在這些保守的部分中間，掃過殘基25-36的區域是最親水的，從而看來會存在於NGF分子的表面上(Meieretal.，1986;Ebendaletal.，1989)。已表明由這一序列設計的合成肽抑制試管內的NGF的生物活性(Longoetal.，1990)。
本發明提供了神經生長因子族的突變型神經營養性分子，這些分子與其親本分子比較具有新的受體結合親和力和特性。本發明部分地是基於將NGF用作確定該分子與P75NGFR和P140trk兩種受體結合時的特定胺基酸的模型體系。本發明基於一種進一步的發現當使用這種模型體系時，可對NGF進行修飾，以導致該分子與P75NGFR結合的能力下降，而同時保持該分子與P140trk結合的能力並且顯示出有可與野生型分子相比的生物活性。在不同的實施方案中，對NGF以及對神經生長因子族其他成員相應區域所作的修飾產生具有對trk信號轉導受體更大特性的神經營養性因子。
圖1.來自不同物種的NGF中胺基酸殘基25-36(單字母代碼)的比較。
圖2.COS細胞中親本和突變NGF的穩定性。
圖3.E35A突變對前肽處理時的影響。
圖4.親本(野生型)及突變體NGF的競爭性受體結合和生物活性。
圖5.低親和力受體結合不足的和NGF突變體親本NGF在PC12細胞中的生物活性。
圖6.親本NGF和NGF突變體的競爭性受體結合。
圖7.K95A突變體對NGF與在不同細胞類型上的受體的受體結合的影響。
圖8.親本NGF和與P75NGFR結合不足的NGF突變體在交感神經元中的生物活性。
圖9.NGF與P75NGFR的受體結合的位點的功能剖析。
神經生長因子(NGF)，與許多其他生長因子和激素一樣，與在應答細胞上的兩種不同受體分子結合。原始致癌基因trk的產物P140trk是一種當前已被鑑定為NGF信號轉導受體的酪氨酸激酶受體。在信號轉導中，低親和力NGF受體，P75NGFR的作用還不夠清楚。儘管涉及受體結合和生理活性的結構仍是未知的，但最近已確定了NGF的晶體結構。
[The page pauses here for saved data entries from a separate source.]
use anyhow::{bail, Context};
use clap::{Parser, Subcommand};
use lucky_fruit_core::Symbol;
use lucky_fruit_shared::{
    AccountView, AdminGrantRequest, AdminSetSlotRequest, ErrorBody, HistoryResponse,
    OverrideStatusResponse, SpinRequest, SpinResponse,
};
use serde::de::DeserializeOwned;
use serde::Serialize;

#[derive(Parser)]
#[command(name = "lucky-fruit-cli", about = "Operator CLI for the Lucky Fruit server")]
struct Cli {
    #[command(subcommand)]
    command: Commands,
    /// Server base URL
    #[arg(long, env = "LUCKY_FRUIT_URL", default_value = "http://127.0.0.1:8080")]
    server: String,
    /// Bearer token for admin commands
    #[arg(long, env = "API_KEY", default_value = "dev-key")]
    api_key: String,
}

#[derive(Subcommand)]
enum Commands {
    /// Play one round
    Spin { user: String, wager: u64 },
    /// Show one player's balance and winnings
    Account { user: String },
    /// Show every player
    Accounts,
    /// Show recent rounds, newest first
    History,
    /// Add funds to a player without counting them as winnings
    Grant { user: String, amount: u64 },
    /// Stage a symbol for the next round ("random" clears the slot)
    SetSlot { position: usize, symbol: String },
    /// Drop every staged slot
    ClearOverride,
    /// Force the staged symbols on the next round
    Arm,
    /// Show staged slots
    OverrideStatus,
    /// Export recent rounds to CSV path
    ExportCsv { path: String },
}

struct Api {
    http: reqwest::Client,
    base: String,
    api_key: String,
}

impl Api {
    fn new(base: String, api_key: String) -> Self {
        Self {
            http: reqwest::Client::new(),
            base: base.trim_end_matches('/').to_string(),
            api_key,
        }
    }

    async fn get<T: DeserializeOwned>(&self, path: &str, admin: bool) -> anyhow::Result<T> {
        let mut req = self.http.get(format!("{}{}", self.base, path));
        if admin {
            req = req.bearer_auth(&self.api_key);
        }
        Self::decode(req.send().await?).await
    }

    async fn post<B: Serialize, T: DeserializeOwned>(
        &self,
        path: &str,
        body: Option<&B>,
        admin: bool,
    ) -> anyhow::Result<T> {
        let mut req = self.http.post(format!("{}{}", self.base, path));
        if admin {
            req = req.bearer_auth(&self.api_key);
        }
        if let Some(body) = body {
            req = req.json(body);
        }
        Self::decode(req.send().await?).await
    }

    async fn decode<T: DeserializeOwned>(resp: reqwest::Response) -> anyhow::Result<T> {
        let status = resp.status();
        if status.is_success() {
            return resp.json::<T>().await.context("malformed response");
        }
        match resp.json::<ErrorBody>().await {
            Ok(body) => bail!("{} ({}): {}", status, body.error, body.message),
            Err(_) => bail!("request failed: {}", status),
        }
    }
}

fn render(outcome: &[Symbol]) -> String {
    outcome.iter().map(|s| s.emoji()).collect::<Vec<_>>().join(" ")
}

fn print_override(status: &OverrideStatusResponse) {
    let slots: Vec<String> = status
        .slots
        .iter()
        .map(|s| s.map(|s| s.name().to_string()).unwrap_or_else(|| "-".into()))
        .collect();
    println!(
        "[{}] {}/8{}",
        slots.join(", "),
        status.populated,
        if status.armed { " armed" } else { "" }
    );
}

#[tokio::main]
async fn main() -> anyhow::Result<()> {
    let cli = Cli::parse();
    let api = Api::new(cli.server, cli.api_key);

    match cli.command {
        Commands::Spin { user, wager } => {
            let res: SpinResponse = api
                .post("/spin", Some(&SpinRequest { user, wager }), false)
                .await?;
            println!(
                "round #{} {} payout={} balance={} winnings={}{}",
                res.round,
                render(&res.outcome),
                res.payout,
                res.balance,
                res.cumulative_winnings,
                if res.forced { " (forced)" } else { "" }
            );
        }
        Commands::Account { user } => {
            let a: AccountView = api.get(&format!("/accounts/{user}"), false).await?;
            println!("{} balance={} won={}", a.user, a.balance, a.cumulative_winnings);
        }
        Commands::Accounts => {
            let all: Vec<AccountView> = api.get("/accounts", false).await?;
            for a in all {
                println!("{:<12} balance={:>10} won={:>10}", a.user, a.balance, a.cumulative_winnings);
            }
        }
        Commands::History => {
            let h: HistoryResponse = api.get("/history", false).await?;
            println!("next round #{}", h.current_round);
            for entry in h.entries {
                println!("#{:>6} {}", entry.round, render(&entry.outcome));
            }
        }
        Commands::Grant { user, amount } => {
            let a: AccountView = api
                .post("/admin/grant", Some(&AdminGrantRequest { user, amount }), true)
                .await?;
            println!("{} balance={}", a.user, a.balance);
        }
        Commands::SetSlot { position, symbol } => {
            let symbol = if symbol.eq_ignore_ascii_case("random") {
                None
            } else {
                Some(symbol.parse::<Symbol>()?.id().to_string())
            };
            let status: OverrideStatusResponse = api
                .post(
                    "/admin/override/slot",
                    Some(&AdminSetSlotRequest { position, symbol }),
                    true,
                )
                .await?;
            print_override(&status);
        }
        Commands::ClearOverride => {
            let status: OverrideStatusResponse = api
                .post::<(), _>("/admin/override/clear", None, true)
                .await?;
            print_override(&status);
        }
        Commands::Arm => {
            let status: OverrideStatusResponse = api
                .post::<(), _>("/admin/override/arm", None, true)
                .await?;
            print_override(&status);
        }
        Commands::OverrideStatus => {
            let status: OverrideStatusResponse = api.get("/admin/override", true).await?;
            print_override(&status);
        }
        Commands::ExportCsv { path } => {
            let h: HistoryResponse = api.get("/history", false).await?;
            let mut wtr = csv::Writer::from_path(&path)?;
            let mut header = vec!["round".to_string()];
            header.extend((1..=8).map(|i| format!("slot{i}")));
            wtr.write_record(&header)?;
            for entry in &h.entries {
                let mut record = vec![entry.round.to_string()];
                record.extend(entry.outcome.iter().map(|s| s.id().to_string()));
                wtr.write_record(&record)?;
            }
            wtr.flush()?;
            println!("Exported {} rows to {}", h.entries.len(), path);
        }
    }

    Ok(())
}
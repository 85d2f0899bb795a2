use tracing::debug;

use crate::{
    override_buffer::OverrideBuffer,
    rng::SymbolSource,
    symbols::{Outcome, Symbol, SLOTS},
};

/// Result of one draw, tagged with where it came from.
#[derive(Debug, Clone, Copy, PartialEq, Eq)]
pub enum Draw {
    Random(Outcome),
    /// Taken from the override buffer; the caller must clear the buffer.
    Forced(Outcome),
}

impl Draw {
    pub fn outcome(&self) -> Outcome {
        match self {
            Draw::Random(outcome) | Draw::Forced(outcome) => *outcome,
        }
    }

    pub fn is_forced(&self) -> bool {
        matches!(self, Draw::Forced(_))
    }
}

pub fn draw_random(source: &mut dyn SymbolSource) -> Outcome {
    // Independent draw per slot, so symbols repeat freely across positions
    let mut indices = [0usize; SLOTS];
    for idx in indices.iter_mut() {
        *idx = source.next_index(Symbol::COUNT);
    }
    Outcome::from_indices(indices)
}

/// Draws the next outcome. An armed override wins and no randomness is consumed.
pub fn draw_outcome(source: &mut dyn SymbolSource, overrides: &OverrideBuffer) -> Draw {
    let draw = match overrides.forced_outcome() {
        Some(outcome) => Draw::Forced(outcome),
        None => Draw::Random(draw_random(source)),
    };
    debug!(outcome = %draw.outcome(), forced = draw.is_forced(), "drew outcome");
    draw
}

#[cfg(test)]
mod tests {
    use super::*;
    use crate::rng::{ScriptedSource, SeededSource};

    #[test]
    fn test_draw_deterministic() {
        let buffer = OverrideBuffer::default();
        let out1 = draw_outcome(&mut SeededSource::new(1), &buffer);
        let out2 = draw_outcome(&mut SeededSource::new(1), &buffer);
        assert_eq!(out1, out2);
        assert!(!out1.is_forced());
    }

    #[test]
    fn test_raw_indices_wrap() {
        let mut src = ScriptedSource::new(vec![7, 8, 9, 10, 11, 12, 13, 14]);
        let outcome = draw_random(&mut src);
        assert_eq!(outcome, Outcome::from_indices([0, 1, 2, 3, 4, 5, 6, 0]));
    }

    #[test]
    fn test_armed_override_bypasses_source() {
        let mut buffer = OverrideBuffer::default();
        for pos in 0..SLOTS {
            buffer.set_slot(pos, Some(Symbol::Peach)).unwrap();
        }
        buffer.arm().unwrap();
        let mut src = ScriptedSource::new(vec![0]);
        let draw = draw_outcome(&mut src, &buffer);
        assert_eq!(draw, Draw::Forced(Outcome([Symbol::Peach; SLOTS])));
        // source untouched: next random draw still starts at the script head
        assert_eq!(draw_random(&mut src), Outcome([Symbol::Cherry; SLOTS]));
    }

    #[test]
    fn test_unarmed_full_buffer_is_ignored() {
        let mut buffer = OverrideBuffer::default();
        for pos in 0..SLOTS {
            buffer.set_slot(pos, Some(Symbol::Peach)).unwrap();
        }
        let draw = draw_outcome(&mut ScriptedSource::new(vec![3]), &buffer);
        assert_eq!(draw, Draw::Random(Outcome([Symbol::Apple; SLOTS])));
    }
}
pub mod config;
pub mod engine;
pub mod error;
pub mod history;
pub mod ledger;
pub mod override_buffer;
pub mod paytable;
pub mod resolver;
pub mod rng;
pub mod symbols;

pub use crate::config::{EngineConfig, SeedAccount};
pub use crate::engine::{draw_outcome, draw_random, Draw};
pub use crate::error::{ConfigError, EngineError, EngineResult};
pub use crate::history::{History, HistoryEntry, DEFAULT_HISTORY_CAPACITY};
pub use crate::ledger::{Account, Ledger};
pub use crate::override_buffer::{OverrideBuffer, OverrideStatus};
pub use crate::paytable::{compute_payout, MATCH_THRESHOLD};
pub use crate::resolver::{RoundEngine, SpinResult};
pub use crate::rng::{source_from_seed, EntropySource, ScriptedSource, SeededSource, SymbolSource};
pub use crate::symbols::{Outcome, Symbol, SLOTS};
與結合及生物分析相聯的位點-定向誘變提供了評價與神經營養性因子的結合有關的胺基酸殘基功能重要性的有用工具。與鑑別NGF的三維晶體結構相聯的這些研究(McDonaldetal.，1991)能對具有改變了受體結合性能的神經營養性因子作合理設計。
因此，本發明的目的是針對新的，突變型神經營養性因子，這些因子是通過修飾一種或多種屬神經生長因子族中的親本或野生型神經營養性因子的胺基酸而產生的。所選擇的這些修飾足以在保持該因子與trk受體結合能力的同時，降低該因子與低親和力NGF受體的結合。
如本申請中所預期的，對特定胺基酸殘基的修飾改變了NGF的特性。基於NGF的三維結構，已確定，這些胺基酸殘基的改變是在NGF二聚物的外臂處露出的β-髮夾環中(McDonald et al.，1991)。如本文所述，在這一區域內的帶有正電荷側鏈的殘基似乎是與對NGF和P75NGFR之間的主接觸應答的。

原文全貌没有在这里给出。